Impromptu meetings between improvisers hailing from diverse backgrounds are by now a commonplace event. But it's less usual is for the resultant grouping to take on a collective name, the surnames or initials normally sufficing for commoditization. For a group to perform under a moniker implies both a sense of purpose and a strong shared identity, and perhaps signals an intent to continue as an entity. 2o étage, as they call themselves, certainly matches up to the first two parameters, although its persistence remains to be seen. The unit is one of several to stem from drummer Gerry Hemingway's move to Switzerland, completed by the French pair of trumpeter Jean Luc Cappozzo and pianist Christine Wodrascka.
Although each member indulges in the pleasure of pure sound, they don't stay wedded to abstraction throughout. Strangely it is Wodrascka rather than Hemingway who often supplies the repeated motifs which sometimes anchor the explorations. Especially as she otherwise resides at the adventurous end of the pianistic spectrum, making full use of all the possibilities inherent in her instrument's physical framework, like her compatriot Eve Risser, and Rodrigo Pinheiro of the Portuguese RED Trio. Instead Hemingway concentrates on timbre rather than rhythm, while Cappozzo's trumpet often furnishes the garnish, ranging from breathy stutters through whirring drones to sounding almost boppish.
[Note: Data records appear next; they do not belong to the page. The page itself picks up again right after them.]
//! Source resolution
//!
//! Decides how a catalog item is played:
//! - `<iframe>` snippets and items flagged as embeds play in a frame
//! - manifest URLs (`.m3u8`, `.m3u`, `.ts`, manifest query endpoints) need
//!   a segmented-loading session
//! - everything else is handed to the media element as a progressive file
//!
//! [`plan`] then maps the resolved source onto what the runtime can
//! actually do, falling back to native manifest playback when no
//! segmented-loading engine exists.

use crate::media::Capabilities;
use crate::types::{PlayableItem, SourceKind, StreamType};
use regex::Regex;
use serde::{Deserialize, Serialize};
use std::sync::OnceLock;

/// Path suffixes that mark a manifest or a bare transport-stream segment
const ADAPTIVE_SUFFIXES: [&str; 3] = [".m3u8", ".m3u", ".ts"];

/// Query values that mark a manifest endpoint (`?format=m3u8`, `?type=hls`)
const MANIFEST_QUERY_VALUES: [&str; 3] = ["m3u8", "m3u", "hls"];

/// Classified source for one item
#[derive(Debug, Clone, PartialEq, Eq, Serialize, Deserialize)]
#[serde(tag = "kind", content = "url", rename_all = "snake_case")]
pub enum ResolvedSource {
    NativeFile(String),
    AdaptiveStream(String),
    Embed(String),
}

impl ResolvedSource {
    pub fn kind(&self) -> SourceKind {
        match self {
            ResolvedSource::NativeFile(_) => SourceKind::NativeFile,
            ResolvedSource::AdaptiveStream(_) => SourceKind::AdaptiveStream,
            ResolvedSource::Embed(_) => SourceKind::Embed,
        }
    }

    pub fn url(&self) -> &str {
        match self {
            ResolvedSource::NativeFile(url)
            | ResolvedSource::AdaptiveStream(url)
            | ResolvedSource::Embed(url) => url,
        }
    }
}

/// How a resolved source gets attached on this runtime
#[derive(Debug, Clone, PartialEq, Eq, Serialize, Deserialize)]
#[serde(tag = "plan", rename_all = "snake_case")]
pub enum AttachPlan {
    /// Assign the URL to the media element
    Native { url: String },
    /// Attach a segmented-loading session to the media element
    Engine { manifest_url: String },
    /// Platform plays manifests itself; assign directly
    NativeAdaptive { manifest_url: String },
    /// Render in an isolated frame
    Frame { src: String },
    /// Nothing on this runtime can play it
    Unavailable { kind: SourceKind, reason: String },
}

impl AttachPlan {
    /// True when the local media element is in use
    pub fn uses_media_element(&self) -> bool {
        matches!(
            self,
            AttachPlan::Native { .. } | AttachPlan::Engine { .. } | AttachPlan::NativeAdaptive { .. }
        )
    }

    pub fn is_available(&self) -> bool {
        !matches!(self, AttachPlan::Unavailable { .. })
    }
}

/// Resolve an item's source
pub fn resolve(item: &PlayableItem) -> ResolvedSource {
    classify(item.source_url(), item.marked_embed(), item.stream_type())
}

/// Classify a raw source string
///
/// `marked_embed` and `stream_type` are the explicit discriminators a
/// channel record may carry; they are consulted after the iframe check.
pub fn classify(raw: &str, marked_embed: bool, stream_type: Option<StreamType>) -> ResolvedSource {
    let trimmed = raw.trim();

    if is_iframe_snippet(trimmed) {
        return ResolvedSource::Embed(extract_iframe_src(trimmed).unwrap_or_default());
    }

    if marked_embed {
        return ResolvedSource::Embed(trimmed.to_string());
    }

    if stream_type == Some(StreamType::M3u8) || is_adaptive_url(trimmed) {
        return ResolvedSource::AdaptiveStream(trimmed.to_string());
    }

    ResolvedSource::NativeFile(trimmed.to_string())
}

/// Does the string open with an `<iframe` tag
pub fn is_iframe_snippet(raw: &str) -> bool {
    raw.get(..7)
        .map(|head| head.eq_ignore_ascii_case("<iframe"))
        .unwrap_or(false)
}

fn iframe_src_pattern() -> &'static Regex {
    static PATTERN: OnceLock<Regex> = OnceLock::new();
    PATTERN.get_or_init(|| {
        Regex::new(r#"(?is)<iframe\b[^>]*?\ssrc\s*=\s*(?:"([^"]*)"|'([^']*)'|([^\s>]+))"#)
            .expect("iframe src pattern is valid")
    })
}

/// Pull the `src` attribute out of an `<iframe ...>` snippet
pub fn extract_iframe_src(snippet: &str) -> Option<String> {
    let captures = iframe_src_pattern().captures(snippet)?;
    let src = captures
        .get(1)
        .or_else(|| captures.get(2))
        .or_else(|| captures.get(3))?
        .as_str()
        .trim()
        .replace("&amp;", "&");

    if src.is_empty() {
        None
    } else {
        Some(src)
    }
}

/// Does the URL point at a manifest or segment
pub fn is_adaptive_url(url: &str) -> bool {
    let lower = url.to_ascii_lowercase();
    if lower.contains(".m3u8") {
        return true;
    }

    let (before_fragment, _) = lower.split_once('#').unwrap_or((&lower, ""));
    let (path, query) = before_fragment
        .split_once('?')
        .unwrap_or((before_fragment, ""));

    if ADAPTIVE_SUFFIXES.iter().any(|suffix| path.ends_with(suffix)) {
        return true;
    }

    query
        .split('&')
        .filter_map(|pair| pair.split_once('='))
        .any(|(_, value)| MANIFEST_QUERY_VALUES.contains(&value))
}

/// Map a resolved source onto the runtime's capabilities
pub fn plan(source: &ResolvedSource, capabilities: &Capabilities) -> AttachPlan {
    match source {
        ResolvedSource::NativeFile(url) if url.is_empty() => AttachPlan::Unavailable {
            kind: SourceKind::NativeFile,
            reason: "item has no source URL".to_string(),
        },
        ResolvedSource::NativeFile(url) => AttachPlan::Native { url: url.clone() },
        ResolvedSource::Embed(src) if src.is_empty() => AttachPlan::Unavailable {
            kind: SourceKind::Embed,
            reason: "iframe snippet has no src attribute".to_string(),
        },
        ResolvedSource::Embed(src) => AttachPlan::Frame { src: src.clone() },
        ResolvedSource::AdaptiveStream(url) => {
            if capabilities.adaptive_engine {
                AttachPlan::Engine {
                    manifest_url: url.clone(),
                }
            } else if capabilities.native_adaptive {
                AttachPlan::NativeAdaptive {
                    manifest_url: url.clone(),
                }
            } else {
                AttachPlan::Unavailable {
                    kind: SourceKind::AdaptiveStream,
                    reason: "no adaptive streaming support on this platform".to_string(),
                }
            }
        }
    }
}

#[cfg(test)]
mod tests {
    use super::*;
    use crate::types::{ChannelItem, VideoItem};

    #[test]
    fn test_iframe_snippet_is_embed() {
        let snippet = r#"<iframe width="560" height="315" src="https://www.youtube.com/embed/abc123?autoplay=1&amp;mute=1" allowfullscreen></iframe>"#;
        let resolved = classify(snippet, false, None);
        assert_eq!(
            resolved,
            ResolvedSource::Embed("https://www.youtube.com/embed/abc123?autoplay=1&mute=1".to_string())
        );
    }

    #[test]
    fn test_iframe_single_quotes_and_case() {
        let snippet = "  <IFRAME SRC='https://player.example.com/e/9'></IFRAME>";
        assert_eq!(
            classify(snippet, false, None),
            ResolvedSource::Embed("https://player.example.com/e/9".to_string())
        );
    }

    #[test]
    fn test_iframe_without_src() {
        let resolved = classify("<iframe allowfullscreen></iframe>", false, None);
        assert_eq!(resolved, ResolvedSource::Embed(String::new()));
        let plan = plan(&resolved, &Capabilities::all());
        assert!(matches!(plan, AttachPlan::Unavailable { kind: SourceKind::Embed, .. }));
    }

    #[test]
    fn test_empty_url_plans_unavailable() {
        let movie: PlayableItem = VideoItem::movie("m0", "Missing", "").into();
        let plan = plan(&resolve(&movie), &Capabilities::all());
        assert!(matches!(plan, AttachPlan::Unavailable { kind: SourceKind::NativeFile, .. }));
    }

    #[test]
    fn test_iframe_wins_over_manifest_marker() {
        let snippet = r#"<iframe src="https://x.example.com/live.m3u8"></iframe>"#;
        assert_eq!(classify(snippet, false, None).kind(), SourceKind::Embed);
    }

    #[test]
    fn test_marked_embed_verbatim() {
        let channel: PlayableItem = ChannelItem::new("c1", "Music", "https://www.youtube.com/embed/live_stream?channel=X")
            .with_stream_type(StreamType::Youtube)
            .into();
        assert_eq!(
            resolve(&channel),
            ResolvedSource::Embed("https://www.youtube.com/embed/live_stream?channel=X".to_string())
        );
    }

    #[test]
    fn test_adaptive_markers() {
        assert!(is_adaptive_url("https://cdn.example.com/live/index.m3u8"));
        assert!(is_adaptive_url("https://cdn.example.com/live/index.m3u8?token=abc"));
        assert!(is_adaptive_url("https://cdn.example.com/radio/playlist.M3U"));
        assert!(is_adaptive_url("http://10.0.0.5:8000/stream/channel.ts"));
        assert!(is_adaptive_url("https://tv.example.com/get.php?id=4&output=m3u8"));
        assert!(is_adaptive_url("https://tv.example.com/play?format=hls"));
    }

    #[test]
    fn test_native_urls() {
        assert!(!is_adaptive_url("https://cdn.tsunami.example.com/movie.mp4"));
        assert!(!is_adaptive_url("https://cdn.example.com/movie.webm?ts=1700000000"));
        assert!(!is_adaptive_url("https://cdn.example.com/docs.tsx.mp4"));
        let movie: PlayableItem = VideoItem::movie("m1", "Movie", "https://cdn.example.com/movie.mp4").into();
        assert_eq!(
            resolve(&movie),
            ResolvedSource::NativeFile("https://cdn.example.com/movie.mp4".to_string())
        );
    }

    #[test]
    fn test_explicit_m3u8_stream_type() {
        let channel: PlayableItem = ChannelItem::new("c2", "News", "https://tv.example.com/live/news")
            .with_stream_type(StreamType::M3u8)
            .into();
        assert_eq!(resolve(&channel).kind(), SourceKind::AdaptiveStream);
    }

    #[test]
    fn test_plan_falls_back_to_native_manifest() {
        let source = ResolvedSource::AdaptiveStream("https://x/a.m3u8".to_string());
        let caps = Capabilities {
            adaptive_engine: false,
            native_adaptive: true,
            ..Capabilities::none()
        };
        assert_eq!(
            plan(&source, &caps),
            AttachPlan::NativeAdaptive {
                manifest_url: "https://x/a.m3u8".to_string()
            }
        );
    }

    #[test]
    fn test_plan_unavailable_without_support() {
        let source = ResolvedSource::AdaptiveStream("https://x/a.m3u8".to_string());
        let plan = plan(&source, &Capabilities::none());
        assert!(!plan.is_available());
        assert!(!plan.uses_media_element());
    }

    #[test]
    fn test_plan_prefers_engine() {
        let source = ResolvedSource::AdaptiveStream("https://x/a.m3u8".to_string());
        assert!(matches!(plan(&source, &Capabilities::all()), AttachPlan::Engine { .. }));
    }
}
Together they ply a fine line in unpredictable interplay over the eight cuts on this live recording from 2012. Tension builds throughout the opening "Echappée belle" as Wodrascka lays down a rolling vamp (although vamp doesn't quite describe the rumbling thunder resolving to a definite note which she reiterates) over which Cappozzo's muted trumpet executes buzzing acrobatics. Later on "The sheriff arrives" drums and piano combine (as they often do) in an out of kilter lurch, against which the brassman pitches declamatory fanfares recalling Wadada Leo Smith in their insistence. Humor emerges too, particularly on the witty closing "Tanz Ende" where Cappozzo's squeaky toy sonorities answer and comment on a call and response between drums and piano, which finally breaks into a spontaneous circus march. Not how you would expect an improv album to end, but indicative of wit and invention to savor.